La pandemia ha messo a nudo le magagne del mercato delle biciclette. Ma questa può essere anche l’occasione buona per ripensare le politiche industriali di settore e ottimizzare le nuove formule di mobilità.
È più facile ordinare una Ferrari o una Mtb? Una domanda un po’ provocatoria, ma che vuole fare dell’ironia su un problema che sta colpendo tutti i biker. Dopo un 2020 boom, nell’anno in corso le richieste di bici sono ancora aumentate, con il risultato di bloccare l’intero mercato.
Ho voluto sentire alcuni addetti ai lavori per raccogliere le loro impressioni e provare a creare un quadro della situazione più coerente alla realtà. Possiamo affermare che si è scatenata la tempesta perfetta. Il mercato delle biciclette sta vivendo un momento d’oro, con richieste in aumento in tutto il mondo. Ma contestualmente la pandemia ha bloccato per alcuni periodi la produzione e il flusso di materie prime, con il risultato di avere una maggiore richiesta di bici e una produzione che fatica a soddisfarne le esigenze.
Purtroppo quello che avrebbe dovuto essere un momento di grande festa per tutto il settore viene vissuto dagli addetti ai lavori con preoccupazione e stress molto elevati. Bisogna consegnare le bici agli acquirenti, a volte è necessario spiegare loro che l’oggetto del desiderio non arriverà, in quanto la produzione di quel particolare modello è stata sospesa.

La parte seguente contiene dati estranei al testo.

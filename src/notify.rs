use dashmap::DashMap;
use tokio::sync::broadcast;
use ulid::Ulid;

use crate::model::Event;

const CHANNEL_CAPACITY: usize = 256;

/// Per-shop broadcast of committed events. Downstream collaborators
/// (notification mailers, planners refreshing a week view) subscribe here.
pub struct NotifyHub {
    channels: DashMap<Ulid, broadcast::Sender<Event>>,
}

impl Default for NotifyHub {
    fn default() -> Self {
        Self::new()
    }
}

impl NotifyHub {
    pub fn new() -> Self {
        Self {
            channels: DashMap::new(),
        }
    }

    /// Subscribe to committed events of a shop. Creates the channel if needed.
    pub fn subscribe(&self, shop_id: Ulid) -> broadcast::Receiver<Event> {
        self.channels
            .entry(shop_id)
            .or_insert_with(|| broadcast::channel(CHANNEL_CAPACITY).0)
            .subscribe()
    }

    /// No-op if nobody is listening.
    pub fn send(&self, event: &Event) {
        let shop_id = event.shop_id();
        if let Some(sender) = self.channels.get(&shop_id) {
            let _ = sender.send(event.clone());
        }
        if matches!(event, Event::ShopDeleted { .. }) {
            self.channels.remove(&shop_id);
        }
    }
}
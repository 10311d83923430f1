use async_trait::async_trait;
use tokio::sync::OwnedRwLockWriteGuard;
use ulid::Ulid;

use crate::limits::*;
use crate::model::*;

use super::{Engine, EngineError, Journal};

/// Transactional store the admission core runs against.
///
/// `begin` is the per-shop critical section: the returned transaction
/// excludes every other transaction on the same shop until it is dropped,
/// whichever way the caller leaves (commit, rejection, `?`, panic).
#[async_trait]
pub trait ReservationStore: Send + Sync {
    type Tx: StoreTransaction;

    /// Load the shop and lock it for the lifetime of the returned transaction.
    async fn begin(&self, shop_id: Ulid) -> Result<Self::Tx, EngineError>;

    /// Which shop holds this reservation. Unlocked hint; re-check inside the transaction.
    fn shop_of(&self, reservation_id: &Ulid) -> Option<Ulid>;
}

/// One shop, locked. Writes are durable when they return `Ok` and never partial.
#[async_trait]
pub trait StoreTransaction: Send + Sync {
    fn shop(&self) -> &Shop;

    fn reservation(&self, id: &Ulid) -> Option<&Reservation>;

    /// Reservations overlapping `span`, ordered by start. May return a
    /// superset of the true overlaps, never a subset.
    fn overlapping_reservations(&self, span: &Span) -> Vec<Reservation>;

    async fn insert_reservation(&mut self, reservation: Reservation) -> Result<(), EngineError>;

    /// Replace the stored reservation with the same id.
    async fn update_reservation(&mut self, reservation: Reservation) -> Result<(), EngineError>;

    async fn delete_reservation(&mut self, id: Ulid) -> Result<Reservation, EngineError>;
}

/// [`Engine`]'s transaction: the shop's owned write guard plus a journal handle.
pub struct ShopTransaction {
    guard: OwnedRwLockWriteGuard<ShopState>,
    journal: Journal,
}

#[async_trait]
impl ReservationStore for Engine {
    type Tx = ShopTransaction;

    async fn begin(&self, shop_id: Ulid) -> Result<ShopTransaction, EngineError> {
        let guard = self.lock_shop(shop_id).await?;
        Ok(ShopTransaction {
            guard,
            journal: self.journal.clone(),
        })
    }

    fn shop_of(&self, reservation_id: &Ulid) -> Option<Ulid> {
        self.get_shop_for_reservation(reservation_id)
    }
}

impl ShopTransaction {
    fn check_owned(&self, reservation: &Reservation) -> Result<(), EngineError> {
        if reservation.shop_id != self.guard.shop.id {
            return Err(EngineError::WrongShop {
                admitted: reservation.shop_id,
                transaction: self.guard.shop.id,
            });
        }
        Ok(())
    }
}

#[async_trait]
impl StoreTransaction for ShopTransaction {
    fn shop(&self) -> &Shop {
        &self.guard.shop
    }

    fn reservation(&self, id: &Ulid) -> Option<&Reservation> {
        self.guard.reservation(id)
    }

    fn overlapping_reservations(&self, span: &Span) -> Vec<Reservation> {
        self.guard.overlapping(span).cloned().collect()
    }

    async fn insert_reservation(&mut self, reservation: Reservation) -> Result<(), EngineError> {
        self.check_owned(&reservation)?;
        if self.guard.reservations.len() >= MAX_RESERVATIONS_PER_SHOP {
            return Err(EngineError::LimitExceeded("too many reservations on shop"));
        }
        if self.journal.knows_reservation(&reservation.id) {
            return Err(EngineError::AlreadyExists(reservation.id));
        }
        let event = Event::ReservationCreated { reservation };
        self.journal.persist_and_apply(&mut self.guard, &event).await
    }

    async fn update_reservation(&mut self, reservation: Reservation) -> Result<(), EngineError> {
        self.check_owned(&reservation)?;
        if self.guard.reservation(&reservation.id).is_none() {
            return Err(EngineError::NotFound(reservation.id));
        }
        let event = Event::ReservationUpdated { reservation };
        self.journal.persist_and_apply(&mut self.guard, &event).await
    }

    async fn delete_reservation(&mut self, id: Ulid) -> Result<Reservation, EngineError> {
        let removed = self
            .guard
            .reservation(&id)
            .cloned()
            .ok_or(EngineError::NotFound(id))?;
        let event = Event::ReservationCancelled {
            id,
            shop_id: self.guard.shop.id,
        };
        self.journal.persist_and_apply(&mut self.guard, &event).await?;
        Ok(removed)
    }
}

Ci sono poi i nuovi biker, quelli che giustamente pensano di poter entrare in negozio e uscire con la loro bici, e spesso si vedono rispondere che i tempi di attesa sono di qualche mese. Poi ci sono le lamentele di chi si trova ad aver venduto la vecchia Mtb senza avere ancora quella nuova. Il tutto iniziando a pensare agli ordini per il 2022 e cercando di fare quadrare i conti di questo pazzo 2021.
Tante previsioni diverse per il mercato delle biciclette
Se per l’immediato non ci sono ricette miracolose per risolvere i problemi del mercato delle biciclette, le previsioni per il futuro assomigliano all’oroscopo di Paolo Fox. Questo per estremizzare il concetto: perché il settore bike sta vivendo un momento davvero incerto. Le scuole di pensiero sono differenti. Infatti c’è chi pensa che vi sarà una rivoluzione totale nel modo di concepire i punti vendita, con i grandi store con parco bici pronta consegna e i piccoli che dovranno specializzarsi nelle riparazioni.

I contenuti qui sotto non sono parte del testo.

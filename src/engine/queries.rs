use chrono::{Datelike, NaiveDate, NaiveTime, Weekday};
use ulid::Ulid;

use crate::model::*;

use super::admission::local_now;
use super::calendar::open_spans;
use super::ledger::{saturated_spans, subtract_intervals};
use super::{Engine, EngineError};

fn day_span(date: NaiveDate) -> Result<Span, EngineError> {
    let next = date
        .succ_opt()
        .ok_or(EngineError::InvalidArgument("date out of range"))?;
    Ok(Span::new(
        date.and_time(NaiveTime::MIN),
        next.and_time(NaiveTime::MIN),
    ))
}

fn require_monday(date: NaiveDate) -> Result<(), EngineError> {
    if date.weekday() != Weekday::Mon {
        return Err(EngineError::InvalidArgument("week must start on a Monday"));
    }
    Ok(())
}

impl Engine {
    pub async fn get_shop(&self, id: Ulid) -> Result<Shop, EngineError> {
        let state = self.get_shop_state(&id).ok_or(EngineError::NotFound(id))?;
        let guard = state.read().await;
        if guard.retired {
            return Err(EngineError::NotFound(id));
        }
        Ok(guard.shop.clone())
    }

    /// All shops, oldest first.
    pub async fn list_shops(&self) -> Vec<Shop> {
        let states: Vec<_> = self.shops.iter().map(|e| e.value().clone()).collect();
        let mut shops = Vec::with_capacity(states.len());
        for state in states {
            let guard = state.read().await;
            if !guard.retired {
                shops.push(guard.shop.clone());
            }
        }
        shops.sort_by_key(|s| s.id);
        shops
    }

    pub async fn get_reservation(&self, id: Ulid) -> Result<Reservation, EngineError> {
        let shop_id = self
            .get_shop_for_reservation(&id)
            .ok_or(EngineError::NotFound(id))?;
        let state = self
            .get_shop_state(&shop_id)
            .ok_or(EngineError::NotFound(id))?;
        let guard = state.read().await;
        guard.reservation(&id).cloned().ok_or(EngineError::NotFound(id))
    }

    /// Seven days of reservations starting at `monday`, grouped by start date.
    /// Other people's names are visible to privileged viewers only.
    pub async fn planning(
        &self,
        shop_id: Ulid,
        monday: NaiveDate,
        viewer: &Actor,
    ) -> Result<Vec<DayPlan>, EngineError> {
        require_monday(monday)?;
        let state = self
            .get_shop_state(&shop_id)
            .ok_or(EngineError::NotFound(shop_id))?;
        let guard = state.read().await;
        if guard.retired {
            return Err(EngineError::NotFound(shop_id));
        }

        let mut days = Vec::with_capacity(7);
        for date in monday.iter_days().take(7) {
            days.push(DayPlan {
                date,
                slots: guard
                    .reservations
                    .iter()
                    .filter(|r| r.span.start.date() == date)
                    .map(|r| PlannedSlot::view(r, viewer))
                    .collect(),
            });
        }
        Ok(days)
    }

    /// Bookable stretches of `date`: open hours from `available_from` on,
    /// minus wherever the shop is already full, keeping stretches that start
    /// no later than `available_until`. Stretches shorter than
    /// `min_duration` minutes (default: the shop's minimum) are dropped.
    pub async fn free_spans(
        &self,
        shop_id: Ulid,
        date: NaiveDate,
        min_duration: Option<u32>,
    ) -> Result<Vec<Span>, EngineError> {
        let day = day_span(date)?;
        let state = self
            .get_shop_state(&shop_id)
            .ok_or(EngineError::NotFound(shop_id))?;
        let guard = state.read().await;
        if guard.retired {
            return Err(EngineError::NotFound(shop_id));
        }
        let shop = &guard.shop;

        let open: Vec<Span> = open_spans(shop, date)
            .into_iter()
            .filter_map(|s| {
                let start = s.start.max(shop.available_from);
                (start < s.end).then(|| Span::new(start, s.end))
            })
            .collect();

        let taken: Vec<Span> = guard.overlapping(&day).map(|r| r.span).collect();
        let full = saturated_spans(&taken, shop.capacity);
        let min = i64::from(min_duration.unwrap_or(shop.min_duration));

        // Only the start has to fall inside the validity window.
        Ok(subtract_intervals(&open, &full)
            .into_iter()
            .filter(|s| s.start <= shop.available_until && s.duration_minutes() >= min)
            .collect())
    }

    /// A user's reservations across all shops, by start. With `upcoming_only`,
    /// reservations that already ended are left out.
    pub async fn reservations_for_user(&self, user_id: Ulid, upcoming_only: bool) -> Vec<Reservation> {
        let now = local_now();
        let mut found = self
            .collect_reservations(None, |r| {
                r.user_id == user_id && (!upcoming_only || r.span.end > now)
            })
            .await;
        found.sort_by_key(|r| r.span.start);
        found
    }

    /// Reservations matching every field set in `filter`, by start.
    pub async fn search(&self, filter: &SearchFilter) -> Result<Vec<Reservation>, EngineError> {
        let week = match filter.week_of {
            Some(monday) => {
                require_monday(monday)?;
                let end = monday
                    .checked_add_days(chrono::Days::new(7))
                    .ok_or(EngineError::InvalidArgument("date out of range"))?;
                Some((monday, end))
            }
            None => None,
        };

        let mut found = self
            .collect_reservations(filter.shop_id, |r| {
                filter.user_id.is_none_or(|u| r.user_id == u)
                    && week.is_none_or(|(from, to)| {
                        let d = r.span.start.date();
                        from <= d && d < to
                    })
            })
            .await;
        found.sort_by_key(|r| r.span.start);
        Ok(found)
    }

    async fn collect_reservations(
        &self,
        shop_id: Option<Ulid>,
        keep: impl Fn(&Reservation) -> bool,
    ) -> Vec<Reservation> {
        let states: Vec<_> = match shop_id {
            Some(id) => self.get_shop_state(&id).into_iter().collect(),
            None => self.shops.iter().map(|e| e.value().clone()).collect(),
        };
        let mut found = Vec::new();
        for state in states {
            let guard = state.read().await;
            if guard.retired {
                continue;
            }
            found.extend(guard.reservations.iter().filter(|&r| keep(r)).cloned());
        }
        found
    }
}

C’è chi immagina che non vi sarà più una produzione o vendita limitata a due macro-periodi, ma le vendite saranno più spalmate nell’intero anno; chi è convinto che la crescita, soprattutto nel mondo elettrico, durerà ancora una decina di anni; chi invece pensa che dopo questo tsunami tutto tornerà come prima. E chi infine teme che la maggior richiesta di bici si trasformerà in un ulteriore rialzo dei prezzi.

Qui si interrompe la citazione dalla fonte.